▶ **Collected data entries**
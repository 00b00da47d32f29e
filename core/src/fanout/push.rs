// storekeep/src/fanout/push.rs

use async_trait::async_trait;
use serde::Serialize;
use serde_json::Value;
use tokio::sync::broadcast;
use tracing::{event, Level};
use uuid::Uuid;

use crate::error::FanOutError;
use crate::model::{Notification, NotificationKind, RecipientRole};

pub const DEFAULT_HUB_CAPACITY: usize = 256;

/// Real-time message for one recipient. Delivery is best-effort.
#[derive(Debug, Clone, PartialEq, Serialize)]
#[serde(rename_all = "camelCase")]
pub struct PushEvent {
  pub recipient_id: Uuid,
  pub recipient_role: RecipientRole,
  pub kind: NotificationKind,
  pub title: String,
  pub message: String,
  pub metadata: Value,
  /// Inbox entry this push mirrors, when it was persisted.
  pub notification_id: Option<Uuid>,
}

impl PushEvent {
  pub fn from_notification(notification: &Notification, persisted: bool) -> Self {
    Self {
      recipient_id: notification.recipient_id,
      recipient_role: notification.recipient_role,
      kind: notification.kind,
      title: notification.title.clone(),
      message: notification.message.clone(),
      metadata: notification.metadata.0.clone(),
      notification_id: persisted.then_some(notification.id),
    }
  }
}

#[async_trait]
pub trait PushChannel: Send + Sync {
  async fn push(&self, event: PushEvent) -> Result<(), FanOutError>;
}

/// In-process fan-out to live subscribers (SSE streams in the server).
///
/// Subscribers filter by recipient themselves; the hub only broadcasts.
#[derive(Clone)]
pub struct BroadcastHub {
  sender: broadcast::Sender<PushEvent>,
}

impl Default for BroadcastHub {
  fn default() -> Self {
    Self::new(DEFAULT_HUB_CAPACITY)
  }
}

impl BroadcastHub {
  pub fn new(capacity: usize) -> Self {
    let (sender, _receiver) = broadcast::channel(capacity);
    Self { sender }
  }

  pub fn subscribe(&self) -> broadcast::Receiver<PushEvent> {
    self.sender.subscribe()
  }

  pub fn subscriber_count(&self) -> usize {
    self.sender.receiver_count()
  }
}

#[async_trait]
impl PushChannel for BroadcastHub {
  async fn push(&self, event: PushEvent) -> Result<(), FanOutError> {
    let recipient_id = event.recipient_id;
    match self.sender.send(event) {
      Ok(receivers) => {
        event!(Level::TRACE, %recipient_id, receivers, "Push event broadcast.");
      }
      // Nobody online is not a failure.
      Err(_) => {
        event!(Level::TRACE, %recipient_id, "Push event dropped, no live subscribers.");
      }
    }
    Ok(())
  }
}

#[cfg(test)]
mod tests {
  use super::*;
  use crate::model::NotificationPriority;

  #[tokio::test]
  async fn subscribers_receive_broadcast_events() {
    let hub = BroadcastHub::new(8);
    let mut rx = hub.subscribe();
    let note = Notification::new(
      Uuid::new_v4(),
      RecipientRole::Seller,
      NotificationKind::NewOrder,
      NotificationPriority::High,
      "New order",
      "You sold 2 items",
    );
    hub.push(PushEvent::from_notification(&note, true)).await.unwrap();

    let received = rx.recv().await.unwrap();
    assert_eq!(received.recipient_id, note.recipient_id);
    assert_eq!(received.notification_id, Some(note.id));
  }

  #[tokio::test]
  async fn push_without_subscribers_succeeds() {
    let hub = BroadcastHub::new(8);
    let note = Notification::new(
      Uuid::new_v4(),
      RecipientRole::Buyer,
      NotificationKind::OrderConfirmed,
      NotificationPriority::Normal,
      "Order confirmed",
      "Thanks",
    );
    assert_eq!(hub.subscriber_count(), 0);
    assert!(hub.push(PushEvent::from_notification(&note, false)).await.is_ok());
  }
}
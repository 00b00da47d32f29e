// storekeep/src/model/product.rs

use chrono::{DateTime, Utc};
use serde::Serialize;
use sqlx::FromRow;
use uuid::Uuid;

#[derive(Debug, Clone, PartialEq, Eq, Serialize, FromRow)]
#[serde(rename_all = "camelCase")]
pub struct Product {
  pub id: Uuid,
  pub seller_id: Uuid,
  pub name: String,
  pub price_cents: i64,
  pub stock_quantity: i32,
  pub created_at: DateTime<Utc>,
  pub updated_at: DateTime<Utc>,
}

impl Product {
  pub fn new(seller_id: Uuid, name: impl Into<String>, price_cents: i64, stock_quantity: i32) -> Self {
    let now = Utc::now();
    Self {
      id: Uuid::new_v4(),
      seller_id,
      name: name.into(),
      price_cents,
      stock_quantity,
      created_at: now,
      updated_at: now,
    }
  }
}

▶ **ABOUT THIS TASK**
Output the records above precisely.

▶ **ANSWER**
repository 00b00da47d32f29e
filename core/src/fanout/push.rs
// storekeep/src/fanout/push.rs

use async_trait::async_trait;
use serde::Serialize;
use serde_json::Value;
use tokio::sync::broadcast;
use tracing::{event, Level};
use uuid::Uuid;

use crate::error::FanOutError;
use crate::model::{Notification, NotificationKind, RecipientRole};

pub const DEFAULT_HUB_CAPACITY: usize = 256;

/// Real-time message for one recipient. Delivery is best-effort.
#[derive(Debug, Clone, PartialEq, Serialize)]
#[serde(rename_all = "camelCase")]
pub struct PushEvent {
  pub recipient_id: Uuid,
  pub recipient_role: RecipientRole,
  pub kind: NotificationKind,
  pub title: String,
  pub message: String,
  pub metadata: Value,
  /// Inbox entry this push mirrors, when it was persisted.
  pub notification_id: Option<Uuid>,
}

impl PushEvent {
  pub fn from_notification(notification: &Notification, persisted: bool) -> Self {
    Self {
      recipient_id: notification.recipient_id,
      recipient_role: notification.recipient_role,
      kind: notification.kind,
      title: notification.title.clone(),
      message: notification.message.clone(),
      metadata: notification.metadata.0.clone(),
      notification_id: persisted.then_some(notification.id),
    }
  }
}

#[async_trait]
pub trait PushChannel: Send + Sync {
  async fn push(&self, event: PushEvent) -> Result<(), FanOutError>;
}

/// In-process fan-out to live subscribers (SSE streams in the server).
///
/// Subscribers filter by recipient themselves; the hub only broadcasts.
#[derive(Clone)]
pub struct BroadcastHub {
  sender: broadcast::Sender<PushEvent>,
}

impl Default for BroadcastHub {
  fn default() -> Self {
    Self::new(DEFAULT_HUB_CAPACITY)
  }
}

impl BroadcastHub {
  pub fn new(capacity: usize) -> Self {
    let (sender, _receiver) = broadcast::channel(capacity);
    Self { sender }
  }

  pub fn subscribe(&self) -> broadcast::Receiver<PushEvent> {
    self.sender.subscribe()
  }

  pub fn subscriber_count(&self) -> usize {
    self.sender.receiver_count()
  }
}

#[async_trait]
impl PushChannel for BroadcastHub {
  async fn push(&self, event: PushEvent) -> Result<(), FanOutError> {
    let recipient_id = event.recipient_id;
    match self.sender.send(event) {
      Ok(receivers) => {
        event!(Level::TRACE, %recipient_id, receivers, "Push event broadcast.");
      }
      // Nobody online is not a failure.
      Err(_) => {
        event!(Level::TRACE, %recipient_id, "Push event dropped, no live subscribers.");
      }
    }
    Ok(())
  }
}

#[cfg(test)]
mod tests {
  use super::*;
  use crate::model::NotificationPriority;

  #[tokio::test]
  async fn subscribers_receive_broadcast_events() {
    let hub = BroadcastHub::new(8);
    let mut rx = hub.subscribe();
    let note = Notification::new(
      Uuid::new_v4(),
      RecipientRole::Seller,
      NotificationKind::NewOrder,
      NotificationPriority::High,
      "New order",
      "You sold 2 items",
    );
    hub.push(PushEvent::from_notification(&note, true)).await.unwrap();

    let received = rx.recv().await.unwrap();
    assert_eq!(received.recipient_id, note.recipient_id);
    assert_eq!(received.notification_id, Some(note.id));
  }

  #[tokio::test]
  async fn push_without_subscribers_succeeds() {
    let hub = BroadcastHub::new(8);
    let note = Notification::new(
      Uuid::new_v4(),
      RecipientRole::Buyer,
      NotificationKind::OrderConfirmed,
      NotificationPriority::Normal,
      "Order confirmed",
      "Thanks",
    );
    assert_eq!(hub.subscriber_count(), 0);
    assert!(hub.push(PushEvent::from_notification(&note, false)).await.is_ok());
  }
}
repository 00b00da47d32f29e
// storekeep/src/model/product.rs

use chrono::{DateTime, Utc};
use serde::Serialize;
use sqlx::FromRow;
use uuid::Uuid;

#[derive(Debug, Clone, PartialEq, Eq, Serialize, FromRow)]
#[serde(rename_all = "camelCase")]
pub struct Product {
  pub id: Uuid,
  pub seller_id: Uuid,
  pub name: String,
  pub price_cents: i64,
  pub stock_quantity: i32,
  pub created_at: DateTime<Utc>,
  pub updated_at: DateTime<Utc>,
}

impl Product {
  pub fn new(seller_id: Uuid, name: impl Into<String>, price_cents: i64, stock_quantity: i32) -> Self {
    let now = Utc::now();
    Self {
      id: Uuid::new_v4(),
      seller_id,
      name: name.into(),
      price_cents,
      stock_quantity,
      created_at: now,
      updated_at: now,
    }
  }
}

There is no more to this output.